* [bug#27600] [PATCH] gnu: xorg-server: Fix CVE-2017-{10971,10972}.
@ 2017-07-06 19:28 Kei Kebreau
2017-07-06 23:43 ` [bug#27600] [PATCH] gnu: xorg-server: Fix CVE-2017-{10971, 10972} Leo Famulari
0 siblings, 1 reply; 4+ messages in thread
From: Kei Kebreau @ 2017-07-06 19:28 UTC (permalink / raw)
To: 27600; +Cc: Kei Kebreau
* gnu/packages/xorg.scm (xorg-server)[source]: Add patches.
* gnu/packages/patches/xorg-CVE-2017-10971.patch,
gnu/packages/patches/xorg-CVE-2017-10972.patch: New files.
* gnu/local.mk (dist_patch_DATA): Add them.
---
gnu/local.mk | 2 +
gnu/packages/patches/xorg-CVE-2017-10971.patch | 153 +++++++++++++++++++++++++
gnu/packages/patches/xorg-CVE-2017-10972.patch | 35 ++++++
gnu/packages/xorg.scm | 5 +-
4 files changed, 194 insertions(+), 1 deletion(-)
create mode 100644 gnu/packages/patches/xorg-CVE-2017-10971.patch
create mode 100644 gnu/packages/patches/xorg-CVE-2017-10972.patch
diff --git a/gnu/local.mk b/gnu/local.mk
index 8dbce7c05..bb93cac53 100644
--- a/gnu/local.mk
+++ b/gnu/local.mk
@@ -1081,6 +1081,8 @@ dist_patch_DATA = \
%D%/packages/patches/xinetd-fix-fd-leak.patch \
%D%/packages/patches/xinetd-CVE-2013-4342.patch \
%D%/packages/patches/xmodmap-asprintf.patch \
+ %D%/packages/patches/xorg-CVE-2017-10971.patch \
+ %D%/packages/patches/xorg-CVE-2017-10972.patch \
%D%/packages/patches/libyaml-CVE-2014-9130.patch \
%D%/packages/patches/zathura-plugindir-environment-variable.patch \
%D%/packages/patches/zziplib-CVE-2017-5974.patch \
diff --git a/gnu/packages/patches/xorg-CVE-2017-10971.patch b/gnu/packages/patches/xorg-CVE-2017-10971.patch
new file mode 100644
index 000000000..2696033e5
--- /dev/null
+++ b/gnu/packages/patches/xorg-CVE-2017-10971.patch
@@ -0,0 +1,153 @@
+From 215f894965df5fb0bb45b107d84524e700d2073c Mon Sep 17 00:00:00 2001
+From: Michal Srb <msrb@suse.com>
+Date: Wed, 24 May 2017 15:54:40 +0300
+Subject: dix: Disallow GenericEvent in SendEvent request.
+
+The SendEvent request holds xEvent which is exactly 32 bytes long, no more,
+no less. Both ProcSendEvent and SProcSendEvent verify that the received data
+exactly match the request size.
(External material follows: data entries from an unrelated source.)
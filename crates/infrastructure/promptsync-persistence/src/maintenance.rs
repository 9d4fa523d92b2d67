use std::sync::atomic::{AtomicU64, Ordering};

use camino::{Utf8Path, Utf8PathBuf};
use chrono::Utc;

use crate::PROMPTSYNC_REDB_FILENAME;

static QUARANTINED: AtomicU64 = AtomicU64::new(0);

/// `<file>.corrupt.<timestamp>.<pid>.<n>`, unique within and across processes.
fn quarantine_name(file_name: &str) -> String {
    format!(
        "{file_name}.corrupt.{}.{}.{}",
        Utc::now().format("%Y%m%dT%H%M%S%.f"),
        std::process::id(),
        QUARANTINED.fetch_add(1, Ordering::Relaxed)
    )
}

/// Move an unreadable database aside so a fresh one can be created.
/// Returns the new location, or `None` when there was nothing to move.
pub fn quarantine_corrupt_file(path: &Utf8Path) -> std::io::Result<Option<Utf8PathBuf>> {
    if !path.exists() {
        return Ok(None);
    }
    let target =
        path.with_file_name(quarantine_name(path.file_name().unwrap_or(PROMPTSYNC_REDB_FILENAME)));
    std::fs::rename(path, &target)?;
    tracing::warn!("local store {} is corrupt, moved to {}", path, target);
    Ok(Some(target))
}

#[cfg(test)]
mod tests {
    use super::*;

    #[test]
    fn names_never_repeat() {
        let a = quarantine_name("promptsync.redb");
        let b = quarantine_name("promptsync.redb");
        assert!(a.starts_with("promptsync.redb.corrupt."));
        assert_ne!(a, b);
    }

    #[test]
    fn missing_file_is_left_alone() {
        let dir = tempfile::tempdir().unwrap();
        let path = Utf8PathBuf::from_path_buf(dir.path().join("absent.redb")).unwrap();
        assert_eq!(quarantine_corrupt_file(&path).unwrap(), None);
    }
}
However nothing stops the client from passing
+in event with xEvent::type = GenericEvent and any value of
+xGenericEvent::length.
+
+In the case of ProcSendEvent, the event will be eventually passed to
+WriteEventsToClient which will see that it is Generic event and copy the
+arbitrary length from the receive buffer (and possibly past it) and send it to
+the other client. This allows clients to copy unitialized heap memory out of X
+server or to crash it.
+
+In case of SProcSendEvent, it will attempt to swap the incoming event by
+calling a swapping function from the EventSwapVector array. The swapped event
+is written to target buffer, which in this case is local xEvent variable. The
+xEvent variable is 32 bytes long, but the swapping functions for GenericEvents
+expect that the target buffer has size matching the size of the source
+GenericEvent. This allows clients to cause stack buffer overflows.
+
+Signed-off-by: Michal Srb <msrb@suse.com>
+Reviewed-by: Peter Hutterer <peter.hutterer@who-t.net>
+Signed-off-by: Peter Hutterer <peter.hutterer@who-t.net>
+
+diff --git a/dix/events.c b/dix/events.c
+index 3e3a01e..d3a33ea 100644
+--- a/dix/events.c
++++ b/dix/events.c
+@@ -5366,6 +5366,12 @@ ProcSendEvent(ClientPtr client)
+ client->errorValue = stuff->event.u.u.type;
+ return BadValue;
+ }
++ /* Generic events can have variable size, but SendEvent request holds
++ exactly 32B of event data. */
++ if (stuff->event.u.u.type == GenericEvent) {
++ client->errorValue = stuff->event.u.u.type;
++ return BadValue;
++ }
+ if (stuff->event.u.u.type == ClientMessage &&
+ stuff->event.u.u.detail != 8 &&
+ stuff->event.u.u.detail != 16 && stuff->event.u.u.detail != 32) {
+diff --git a/dix/swapreq.c b/dix/swapreq.c
+index 719e9b8..6785059 100644
+--- a/dix/swapreq.c
++++ b/dix/swapreq.c
+@@ -292,6 +292,13 @@ SProcSendEvent(ClientPtr client)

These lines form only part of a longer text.